Vous l'aurez donc compris, la suite des aventures de Mark Renton et sa bande de losers attachants fait mal, très mal au coeur. Pour une personne dont les premiers émois amoureux de l'art cinématographique sont passés notamment par le cinéma de Danny Boyle et ces écossais perdus dans le vide, difficile d'accepter cet exercice de style se vautrant plus dans la complaisance pure et dure de son propre style plutôt qu'une réelle introspection plus nuancée. C'est simple, Renton, Sick Boy, Begbie et Spud ont certes été frappés physiquement par vingt années de vieillesse, mais n'ont rien perdu de leurs immaturités d'il y a 20 ans. Une immaturité toutefois traversée par un sentiment constant de regrets, où chacun de nos héros se demandent éternellement ce qui aurait pu se passer dans leurs vies si chaque geste aurait été différent dans le passé. Par exemple, Mark ( Ewan McGregor) regrette de s'être séparée de Diane (toujours un plaisir d'entendre l'accent de Kelly MacDonald, seule personnage volant la vedette en l'espace de cinq uniques minutes). Le reste du groupe, quant à lui, évite de confronter ces regrets en restant coincé dans une nostalgie dangereusement réconfortante pour eux.
Danny Boyle s'attaque donc à un concept très en phase avec le cinéma contemporain : La nostalgie.Pas la nostalgie des sabres lasers ou des numéros musicaux de Jacques Demy, mais la nostalgie d'une époque toujours pas révolue pour ces quatre losers. La rupture entre ces quatre personnages, presque tous incapables d'aller vers l'avant après la trahison de Renton à la fin du premier film, témoigne d'un blocage évolutif dû à une époque qu'ils détestaient, certes, mais auxquelles ils n'ont jamais su se détacher. Peut-être est-ce de cela dont " Trainspotting 2 " parle concrètement ? D'une difficulté pour certaines personnes d'accepter que les temps changent et qu'il faut changer avec. De ces gens répétant éternellement les erreurs d'autan (une scène incompréhensible et sortant de nulle part où le héros replonge dans la drogue, sans aucune raison logique et importante dans la suite de l'histoire) et qui ont de brèves moments de joies quand des classiques de Queen ou Run-DMC passent en boîte de nuit ou lorsque l'on se remémore les gloires dans le football anglais.
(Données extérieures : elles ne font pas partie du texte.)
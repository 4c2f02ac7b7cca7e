//! Move input resolution
//!
//! Translates raw board input (square clicked, piece dropped) into
//! candidate moves validated against the current position and turn
//! ownership. Two flows converge on the same candidate shape:
//!
//! - Two-phase click-to-move: first input selects one of the player's own
//!   pieces and produces a highlight set; the second input either resolves
//!   to a move, reselects another own piece, or clears the selection.
//! - Single-phase drag-and-drop: the drop applies the identical
//!   ownership/turn/legality checks; a rejection tells the rendering layer
//!   to revert the piece visually.
//!
//! Rejections are typed and never touch selection or session state beyond
//! clearing the selection where the flow says so.

use crate::game::error::GameError;
use crate::game::rules;
use shakmaty::{Chess, Color, Move, Position, Square};

/// Visual class of a highlighted destination
#[derive(Debug, Clone, Copy, PartialEq, Eq)]
pub enum HighlightKind {
    /// Quiet move destination
    Quiet,
    /// Capture destination, rendered distinctly
    Capture,
}

/// One highlighted destination square
#[derive(Debug, Clone, Copy, PartialEq, Eq)]
pub struct Highlight {
    pub square: Square,
    pub kind: HighlightKind,
}

/// Current click-to-move selection state
#[derive(Debug, Default)]
pub struct Selection {
    selected: Option<Square>,
    possible: Vec<Move>,
}

impl Selection {
    pub fn is_selected(&self) -> bool {
        self.selected.is_some()
    }

    pub fn selected_square(&self) -> Option<Square> {
        self.selected
    }

    pub fn clear(&mut self) {
        self.selected = None;
        self.possible.clear();
    }

    fn select(&mut self, square: Square, possible: Vec<Move>) -> Vec<Highlight> {
        let highlights = highlights_for(&possible);
        self.selected = Some(square);
        self.possible = possible;
        highlights
    }

    /// Moves from the selected square landing on `to`
    fn matches_for(&self, to: Square) -> Vec<Move> {
        self.possible
            .iter()
            .filter(|m| rules::move_endpoints(m).1 == to)
            .cloned()
            .collect()
    }
}

/// What an input event resolved to
#[derive(Debug)]
pub enum InputOutcome {
    /// A piece was selected (or reselected); destinations to highlight
    Selected {
        square: Square,
        highlights: Vec<Highlight>,
    },
    /// The selection was cleared; nothing else happened
    Cleared,
    /// Input on an empty or irrelevant square with nothing selected
    Ignored,
    /// A concrete candidate move, ready for the session to submit
    Candidate(Move),
    /// The origin/destination pair needs a promotion choice first
    PromotionNeeded { from: Square, to: Square },
}

fn highlights_for(moves: &[Move]) -> Vec<Highlight> {
    moves
        .iter()
        .map(|m| Highlight {
            square: rules::move_endpoints(m).1,
            kind: if m.capture().is_some() {
                HighlightKind::Capture
            } else {
                HighlightKind::Quiet
            },
        })
        .collect()
}

/// Resolve a click/tap on a square
///
/// `local_color` is the color this client plays; moves are only offered
/// during that player's turn.
pub fn handle_square_input(
    pos: &Chess,
    local_color: Color,
    selection: &mut Selection,
    square: Square,
) -> Result<InputOutcome, GameError> {
    if let Some(selected) = selection.selected_square() {
        // Second input: resolve, reselect, or clear
        if square == selected {
            selection.clear();
            return Ok(InputOutcome::Cleared);
        }

        let matches = selection.matches_for(square);
        if !matches.is_empty() {
            let from = selected;
            selection.clear();
            if matches.iter().any(|m| m.promotion().is_some()) {
                return Ok(InputOutcome::PromotionNeeded { from, to: square });
            }
            return Ok(InputOutcome::Candidate(matches[0].clone()));
        }

        // Landing on another of our own pieces reselects instead of failing
        if let Some(piece) = pos.board().piece_at(square) {
            if piece.color == local_color {
                let possible = rules::legal_moves_from(pos, square);
                if possible.is_empty() {
                    selection.clear();
                    return Ok(InputOutcome::Cleared);
                }
                let highlights = selection.select(square, possible);
                return Ok(InputOutcome::Selected { square, highlights });
            }
        }

        selection.clear();
        return Ok(InputOutcome::Cleared);
    }

    // First input: only the local player's pieces, only on their turn
    let Some(piece) = pos.board().piece_at(square) else {
        return Ok(InputOutcome::Ignored);
    };
    if piece.color != local_color {
        return Err(GameError::WrongPieceColor);
    }
    if pos.turn() != local_color {
        return Err(GameError::NotYourTurn);
    }

    let possible = rules::legal_moves_from(pos, square);
    if possible.is_empty() {
        return Ok(InputOutcome::Ignored);
    }
    let highlights = selection.select(square, possible);
    Ok(InputOutcome::Selected { square, highlights })
}

/// Resolve a drag-and-drop from one square to another
///
/// Bypasses the two-phase flow but applies the same checks. An `Err`
/// means the drop was rejected and the piece should visually revert.
pub fn handle_drop(
    pos: &Chess,
    local_color: Color,
    from: Square,
    to: Square,
) -> Result<InputOutcome, GameError> {
    let Some(piece) = pos.board().piece_at(from) else {
        return Err(GameError::EmptySquare { square: from });
    };
    if piece.color != local_color {
        return Err(GameError::WrongPieceColor);
    }
    if pos.turn() != local_color {
        return Err(GameError::NotYourTurn);
    }

    let matches = rules::candidate_moves(pos, from, to);
    if matches.is_empty() {
        return Err(GameError::IllegalDestination);
    }
    if matches.iter().any(|m| m.promotion().is_some()) {
        return Ok(InputOutcome::PromotionNeeded { from, to });
    }
    Ok(InputOutcome::Candidate(matches[0].clone()))
}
Ce blocage archaïque explosant formellement grâce à la mise-en-scène outrancière, voire ringarde à certaines moments, de Danny Boyle. Une imagerie datée et étonnante, de la part d'un réalisateur qui a nous toujours habitué à l'émerveillement et la surprise dans ses longs-métrages (rappelez-vous l'incroyable segment du NeXt dans l'extraordinaire " Steve Jobs " l'an passé), qui provoque une certaine gêne toute la durée du long. Des plans furtifs, démultipliés, remixés comme un clip vidéo MTV dans un rythme indigeste qui ne laisse aucune place à l'empathie générale envers nos héros, servant juste à prétexte d'un propos cynique ayant une certaine tendance pour la fatalité.
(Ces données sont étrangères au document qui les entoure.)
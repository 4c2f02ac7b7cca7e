//! WebSocket transport channel
//!
//! One persistent connection to the game server, shared process-wide and
//! reused across views. The channel owns reconnection: an unexpected close
//! is retried on a fixed delay until the connection comes back or the
//! close carried the authentication-rejected code, which is terminal.
//!
//! Inbound frames are parsed into [`ServerMessage`] values and delivered,
//! in arrival order, to the single current subscriber. There is no replay
//! across reconnects; subscribers get a [`TransportEvent::Up`] after every
//! (re)connection and are expected to request a full resync themselves.
//! Attaching a new subscriber detaches the old one, so a session leaving
//! the board view cannot keep receiving another session's events.
//!
//! `send` never throws: it returns `false` while disconnected and the
//! caller surfaces that as a recoverable failure.

use crate::game::session::MoveSink;
use crate::networking::protocol::{ClientMessage, ServerMessage};
use futures::{SinkExt, StreamExt};
use http::Uri;
use std::sync::atomic::{AtomicU64, Ordering};
use std::sync::{Arc, Mutex};
use std::time::Duration;
use thiserror::Error;
use tokio::sync::mpsc::{self, UnboundedReceiver, UnboundedSender};
use tracing::{debug, info, warn};
use websocket::{ClientBuilder, MaybeTlsStream, Message, WebSocketStream};

/// Close code the server uses to reject a credential; never retried
pub const AUTH_REJECTED_CLOSE: u16 = 4401;

/// Delay between reconnection attempts
pub const DEFAULT_RECONNECT_DELAY: Duration = Duration::from_secs(3);

/// Errors from the transport channel
#[derive(Debug, Error)]
pub enum TransportError {
    /// The endpoint/credential pair does not form a valid URI
    #[error("invalid endpoint: {0}")]
    InvalidEndpoint(String),
}

/// Connection lifecycle state
#[derive(Debug, Clone, Copy, PartialEq, Eq)]
pub enum LinkState {
    Disconnected,
    Connecting,
    Connected,
    /// Closed on purpose (or auth-rejected); retry suppressed
    Closed,
}

/// Typed events delivered to the current subscriber
#[derive(Debug, Clone)]
pub enum TransportEvent {
    /// Link (re)established; the subscriber should request a resync
    Up,
    /// Link lost unexpectedly; reconnection is underway
    Down,
    /// The server rejected the credential; no retry, re-login required
    AuthRejected,
    /// A parsed inbound message
    Message(ServerMessage),
}

#[derive(PartialEq, Eq, Clone)]
struct Target {
    endpoint: String,
    credential: String,
}

struct Inner {
    target: Mutex<Option<Target>>,
    link: Mutex<LinkState>,
    outbound: Mutex<Option<UnboundedSender<String>>>,
    subscriber: Mutex<Option<UnboundedSender<TransportEvent>>>,
    /// Bumped on every connect/close; tasks carrying a stale value stop
    generation: AtomicU64,
    reconnect_delay: Duration,
}

impl Inner {
    fn set_link(&self, state: LinkState) {
        *self.link.lock().unwrap() = state;
    }

    fn notify(&self, event: TransportEvent) {
        if let Some(tx) = self.subscriber.lock().unwrap().as_ref() {
            // A dropped receiver just means nobody is listening right now
            let _ = tx.send(event);
        }
    }
}

/// The shared WebSocket channel
#[derive(Clone)]
pub struct Transport {
    inner: Arc<Inner>,
}

impl Default for Transport {
    fn default() -> Self {
        Self::new(DEFAULT_RECONNECT_DELAY)
    }
}

impl Transport {
    pub fn new(reconnect_delay: Duration) -> Self {
        Self {
            inner: Arc::new(Inner {
                target: Mutex::new(None),
                link: Mutex::new(LinkState::Disconnected),
                outbound: Mutex::new(None),
                subscriber: Mutex::new(None),
                generation: AtomicU64::new(0),
                reconnect_delay,
            }),
        }
    }

    /// Current connection state
    pub fn state(&self) -> LinkState {
        *self.inner.link.lock().unwrap()
    }

    /// Connect (or reconnect) to the server
    ///
    /// Idempotent: connecting again with the identical endpoint and
    /// credential while the link is up is a no-op. Switching either value
    /// tears the old connection down first.
    pub fn connect(&self, endpoint: &str, credential: &str) -> Result<(), TransportError> {
        let target = Target {
            endpoint: endpoint.to_string(),
            credential: credential.to_string(),
        };

        {
            let current = self.inner.target.lock().unwrap();
            let link = *self.inner.link.lock().unwrap();
            if current.as_ref() == Some(&target)
                && matches!(link, LinkState::Connecting | LinkState::Connected)
            {
                debug!("[NETWORK] already connected to {endpoint}, ignoring");
                return Ok(());
            }
        }

        let uri: Uri = format!("{endpoint}?token={credential}")
            .parse()
            .map_err(|_| TransportError::InvalidEndpoint(endpoint.to_string()))?;

        // Invalidate whatever task is running for the previous target
        let generation = self.inner.generation.fetch_add(1, Ordering::SeqCst) + 1;
        *self.inner.target.lock().unwrap() = Some(target);
        *self.inner.outbound.lock().unwrap() = None;
        self.inner.set_link(LinkState::Connecting);

        let inner = self.inner.clone();
        tokio::spawn(async move {
            run_link(inner, uri, generation).await;
        });
        Ok(())
    }

    /// Close the channel on purpose; suppresses reconnection
    pub fn close(&self) {
        info!("[NETWORK] closing connection");
        self.inner.generation.fetch_add(1, Ordering::SeqCst);
        self.inner.set_link(LinkState::Closed);
        // Dropping the outbound sender unblocks the pump, which then sends
        // a close frame and exits
        *self.inner.outbound.lock().unwrap() = None;
    }

    /// Send one message; `false` when not currently connected
    pub fn send(&self, msg: &ClientMessage) -> bool {
        if self.state() != LinkState::Connected {
            return false;
        }
        let text = match serde_json::to_string(msg) {
            Ok(text) => text,
            Err(e) => {
                warn!("[NETWORK] failed to encode outbound message: {e}");
                return false;
            }
        };
        match self.inner.outbound.lock().unwrap().as_ref() {
            Some(tx) => tx.send(text).is_ok(),
            None => false,
        }
    }

    /// Attach as the channel's subscriber, detaching any previous one
    ///
    /// Exactly one game session listens at a time; switching views must
    /// re-subscribe so stale sessions stop receiving events.
    pub fn subscribe(&self) -> UnboundedReceiver<TransportEvent> {
        let (tx, rx) = mpsc::unbounded_channel();
        *self.inner.subscriber.lock().unwrap() = Some(tx);
        rx
    }

    /// Detach the current subscriber without closing the connection
    pub fn unsubscribe(&self) {
        *self.inner.subscriber.lock().unwrap() = None;
    }
}

/// Connect-pump-retry loop for one target
async fn run_link(inner: Arc<Inner>, uri: Uri, generation: u64) {
    loop {
        if inner.generation.load(Ordering::SeqCst) != generation {
            return;
        }
        debug!("[NETWORK] connecting to {uri}");
        match ClientBuilder::from_uri(uri.clone()).connect().await {
            Ok((stream, _response)) => {
                if inner.generation.load(Ordering::SeqCst) != generation {
                    return;
                }
                info!("[NETWORK] connected");
                let (out_tx, out_rx) = mpsc::unbounded_channel();
                *inner.outbound.lock().unwrap() = Some(out_tx);
                inner.set_link(LinkState::Connected);
                inner.notify(TransportEvent::Up);

                let auth_rejected = pump(&inner, stream, out_rx).await;

                *inner.outbound.lock().unwrap() = None;
                if inner.generation.load(Ordering::SeqCst) != generation {
                    // Torn down on purpose; state already reflects it
                    return;
                }
                if auth_rejected {
                    warn!("[NETWORK] authentication rejected, not retrying");
                    inner.set_link(LinkState::Closed);
                    inner.notify(TransportEvent::AuthRejected);
                    return;
                }
                warn!(
                    "[NETWORK] connection lost, retrying in {:?}",
                    inner.reconnect_delay
                );
                inner.set_link(LinkState::Disconnected);
                inner.notify(TransportEvent::Down);
            }
            Err(e) => {
                if inner.generation.load(Ordering::SeqCst) != generation {
                    return;
                }
                warn!("[NETWORK] connect failed: {e}");
                inner.set_link(LinkState::Disconnected);
            }
        }
        tokio::time::sleep(inner.reconnect_delay).await;
    }
}

/// Drive one live connection; returns whether the close was an auth reject
async fn pump(
    inner: &Arc<Inner>,
    stream: WebSocketStream<MaybeTlsStream<tokio::net::TcpStream>>,
    mut out_rx: UnboundedReceiver<String>,
) -> bool {
    let (mut sink, mut source) = stream.split();
    loop {
        tokio::select! {
            outbound = out_rx.recv() => match outbound {
                Some(text) => {
                    if let Err(e) = sink.send(Message::text(text)).await {
                        warn!("[NETWORK] send failed: {e}");
                        return false;
                    }
                }
                None => {
                    // Intentional close
                    let _ = sink.send(Message::close(None, "")).await;
                    return false;
                }
            },
            inbound = source.next() => match inbound {
                Some(Ok(msg)) => {
                    if let Some((code, reason)) = msg.as_close() {
                        if u16::from(code) == AUTH_REJECTED_CLOSE {
                            return true;
                        }
                        info!("[NETWORK] server closed connection: {reason}");
                        return false;
                    }
                    if let Some(text) = msg.as_text() {
                        match serde_json::from_str::<ServerMessage>(text) {
                            Ok(parsed) => inner.notify(TransportEvent::Message(parsed)),
                            Err(e) => {
                                warn!("[NETWORK] dropping malformed message: {e}");
                            }
                        }
                    }
                }
                Some(Err(e)) => {
                    warn!("[NETWORK] socket error: {e}");
                    return false;
                }
                None => return false,
            },
        }
    }
}

/// Move sink backed by the live transport
pub struct TransportSink {
    transport: Transport,
}

impl TransportSink {
    pub fn new(transport: Transport) -> Self {
        Self { transport }
    }
}

impl MoveSink for TransportSink {
    fn dispatch(&mut self, msg: ClientMessage) -> bool {
        self.transport.send(&msg)
    }
}

#[cfg(test)]
mod tests {
    use super::*;

    #[test]
    fn test_send_while_disconnected_returns_false() {
        let transport = Transport::default();
        assert_eq!(transport.state(), LinkState::Disconnected);
        assert!(!transport.send(&ClientMessage::CancelMatch));
    }

    #[test]
    fn test_resubscribe_detaches_previous_subscriber() {
        let transport = Transport::default();
        let mut first = transport.subscribe();
        let _second = transport.subscribe();

        // The first receiver's sender was replaced and dropped
        match first.try_recv() {
            Err(tokio::sync::mpsc::error::TryRecvError::Disconnected) => {}
            other => panic!("first subscriber should be detached, got {other:?}"),
        }
    }

    #[tokio::test]
    async fn test_connect_rejects_unparsable_endpoint() {
        let transport = Transport::default();
        let result = transport.connect("not a uri", "token");
        assert!(matches!(result, Err(TransportError::InvalidEndpoint(_))));
    }

    #[tokio::test]
    async fn test_connect_is_idempotent_for_same_target() {
        let transport = Transport::new(Duration::from_millis(50));
        transport.connect("ws://127.0.0.1:1/ws", "tok").unwrap();
        // Same target again while connecting: accepted, no teardown
        transport.connect("ws://127.0.0.1:1/ws", "tok").unwrap();
        transport.close();
        assert_eq!(transport.state(), LinkState::Closed);
        assert!(!transport.send(&ClientMessage::CancelMatch));
    }
}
Difficile donc d'être séduit par cette monture actuelle de l'éternelle histoire des quatre bras cassés les plus célèbres d' Edimbourgh, la forme volontaire datée de " Trainspotting 2 " déçoit énormément. En refusant de faire grandir ses personnages, Boyle a préféré choisir une fable grisante sur l'archaïsme, rendant ainsi ses héros plus antipathiques qu'il y a vingt ans.